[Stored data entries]

---+---

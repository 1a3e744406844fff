//! Class and lesson definitions.
//!
//! `StoredClass` is the persisted shape (`{id, class, data: [{id, name}]}`);
//! `ClassDefinition` is the merged in-memory view that also knows which
//! entries were user-created.

use serde::{Deserialize, Serialize};

/// Label used when a class or lesson id cannot be resolved.
pub const UNKNOWN_LABEL: &str = "Unknown";

/// Persisted lesson entry.
#[derive(Debug, Clone, PartialEq, Eq, Serialize, Deserialize)]
pub struct StoredLesson {
    pub id: String,
    pub name: String,
}

/// Persisted class entry, built-in or custom.
#[derive(Debug, Clone, PartialEq, Eq, Serialize, Deserialize)]
pub struct StoredClass {
    pub id: String,
    /// Display name
    #[serde(rename = "class")]
    pub name: String,
    /// Lessons belonging to the class
    #[serde(rename = "data", default)]
    pub lessons: Vec<StoredLesson>,
}

impl StoredClass {
    /// Find a lesson by id.
    pub fn lesson(&self, lesson_id: &str) -> Option<&StoredLesson> {
        self.lessons.iter().find(|l| l.id == lesson_id)
    }

    /// Mutable lesson lookup.
    pub fn lesson_mut(&mut self, lesson_id: &str) -> Option<&mut StoredLesson> {
        self.lessons.iter_mut().find(|l| l.id == lesson_id)
    }
}

/// Lesson in the merged catalog.
#[derive(Debug, Clone, PartialEq, Eq, Serialize)]
#[serde(rename_all = "camelCase")]
pub struct LessonDefinition {
    pub id: String,
    pub name: String,
    /// Added by the user rather than shipped with the app
    pub is_custom: bool,
}

/// Class in the merged catalog.
#[derive(Debug, Clone, PartialEq, Eq, Serialize)]
#[serde(rename_all = "camelCase")]
pub struct ClassDefinition {
    pub id: String,
    pub name: String,
    pub lessons: Vec<LessonDefinition>,
    /// Created by the user rather than shipped with the app
    pub is_custom: bool,
}

impl ClassDefinition {
    /// Find a lesson by id.
    pub fn lesson(&self, lesson_id: &str) -> Option<&LessonDefinition> {
        self.lessons.iter().find(|l| l.id == lesson_id)
    }

    /// Number of user-created lessons in this class.
    pub fn custom_lesson_count(&self) -> usize {
        self.lessons.iter().filter(|l| l.is_custom).count()
    }
}

/// Built-in and custom classes merged into one lookup table.
#[derive(Debug, Clone, Default, PartialEq, Eq)]
pub struct MergedCatalog {
    classes: Vec<ClassDefinition>,
}

impl MergedCatalog {
    pub fn new(classes: Vec<ClassDefinition>) -> Self {
        Self { classes }
    }

    /// All classes, built-ins first.
    pub fn classes(&self) -> &[ClassDefinition] {
        &self.classes
    }

    /// Find a class by id.
    pub fn class(&self, class_id: &str) -> Option<&ClassDefinition> {
        self.classes.iter().find(|c| c.id == class_id)
    }

    /// Class display name, or `Unknown`.
    pub fn class_name(&self, class_id: &str) -> &str {
        self.class(class_id)
            .map(|c| c.name.as_str())
            .unwrap_or(UNKNOWN_LABEL)
    }

    /// Lesson display name, or `Unknown`.
    pub fn lesson_name(&self, class_id: &str, lesson_id: &str) -> &str {
        self.class(class_id)
            .and_then(|c| c.lesson(lesson_id))
            .map(|l| l.name.as_str())
            .unwrap_or(UNKNOWN_LABEL)
    }

    /// Whether a class name is already taken (case-insensitive).
    pub fn has_class_named(&self, name: &str) -> bool {
        let needle = name.trim().to_lowercase();
        self.classes.iter().any(|c| c.name.to_lowercase() == needle)
    }

    /// Whether a lesson name is already taken within a class (case-insensitive).
    pub fn has_lesson_named(&self, class_id: &str, name: &str) -> bool {
        let needle = name.trim().to_lowercase();
        self.class(class_id)
            .map(|c| c.lessons.iter().any(|l| l.name.to_lowercase() == needle))
            .unwrap_or(false)
    }

    pub fn len(&self) -> usize {
        self.classes.len()
    }

    pub fn is_empty(&self) -> bool {
        self.classes.is_empty()
    }
}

---+---

Go through the data and return every record exactly.

> Written answer
repository 1a3e744406844fff
//! Class and lesson definitions.
//!
//! `StoredClass` is the persisted shape (`{id, class, data: [{id, name}]}`);
//! `ClassDefinition` is the merged in-memory view that also knows which
//! entries were user-created.

use serde::{Deserialize, Serialize};

/// Label used when a class or lesson id cannot be resolved.
pub const UNKNOWN_LABEL: &str = "Unknown";

/// Persisted lesson entry.
#[derive(Debug, Clone, PartialEq, Eq, Serialize, Deserialize)]
pub struct StoredLesson {
    pub id: String,
    pub name: String,
}

/// Persisted class entry, built-in or custom.
#[derive(Debug, Clone, PartialEq, Eq, Serialize, Deserialize)]
pub struct StoredClass {
    pub id: String,
    /// Display name
    #[serde(rename = "class")]
    pub name: String,
    /// Lessons belonging to the class
    #[serde(rename = "data", default)]
    pub lessons: Vec<StoredLesson>,
}

impl StoredClass {
    /// Find a lesson by id.
    pub fn lesson(&self, lesson_id: &str) -> Option<&StoredLesson> {
        self.lessons.iter().find(|l| l.id == lesson_id)
    }

    /// Mutable lesson lookup.
    pub fn lesson_mut(&mut self, lesson_id: &str) -> Option<&mut StoredLesson> {
        self.lessons.iter_mut().find(|l| l.id == lesson_id)
    }
}

/// Lesson in the merged catalog.
#[derive(Debug, Clone, PartialEq, Eq, Serialize)]
#[serde(rename_all = "camelCase")]
pub struct LessonDefinition {
    pub id: String,
    pub name: String,
    /// Added by the user rather than shipped with the app
    pub is_custom: bool,
}

/// Class in the merged catalog.
#[derive(Debug, Clone, PartialEq, Eq, Serialize)]
#[serde(rename_all = "camelCase")]
pub struct ClassDefinition {
    pub id: String,
    pub name: String,
    pub lessons: Vec<LessonDefinition>,
    /// Created by the user rather than shipped with the app
    pub is_custom: bool,
}

impl ClassDefinition {
    /// Find a lesson by id.
    pub fn lesson(&self, lesson_id: &str) -> Option<&LessonDefinition> {
        self.lessons.iter().find(|l| l.id == lesson_id)
    }

    /// Number of user-created lessons in this class.
    pub fn custom_lesson_count(&self) -> usize {
        self.lessons.iter().filter(|l| l.is_custom).count()
    }
}

/// Built-in and custom classes merged into one lookup table.
#[derive(Debug, Clone, Default, PartialEq, Eq)]
pub struct MergedCatalog {
    classes: Vec<ClassDefinition>,
}

impl MergedCatalog {
    pub fn new(classes: Vec<ClassDefinition>) -> Self {
        Self { classes }
    }

    /// All classes, built-ins first.
    pub fn classes(&self) -> &[ClassDefinition] {
        &self.classes
    }

    /// Find a class by id.
    pub fn class(&self, class_id: &str) -> Option<&ClassDefinition> {
        self.classes.iter().find(|c| c.id == class_id)
    }

    /// Class display name, or `Unknown`.
    pub fn class_name(&self, class_id: &str) -> &str {
        self.class(class_id)
            .map(|c| c.name.as_str())
            .unwrap_or(UNKNOWN_LABEL)
    }

    /// Lesson display name, or `Unknown`.
    pub fn lesson_name(&self, class_id: &str, lesson_id: &str) -> &str {
        self.class(class_id)
            .and_then(|c| c.lesson(lesson_id))
            .map(|l| l.name.as_str())
            .unwrap_or(UNKNOWN_LABEL)
    }

    /// Whether a class name is already taken (case-insensitive).
    pub fn has_class_named(&self, name: &str) -> bool {
        let needle = name.trim().to_lowercase();
        self.classes.iter().any(|c| c.name.to_lowercase() == needle)
    }

    /// Whether a lesson name is already taken within a class (case-insensitive).
    pub fn has_lesson_named(&self, class_id: &str, name: &str) -> bool {
        let needle = name.trim().to_lowercase();
        self.class(class_id)
            .map(|c| c.lessons.iter().any(|l| l.name.to_lowercase() == needle))
            .unwrap_or(false)
    }

    pub fn len(&self) -> usize {
        self.classes.len()
    }

    pub fn is_empty(&self) -> bool {
        self.classes.is_empty()
    }
}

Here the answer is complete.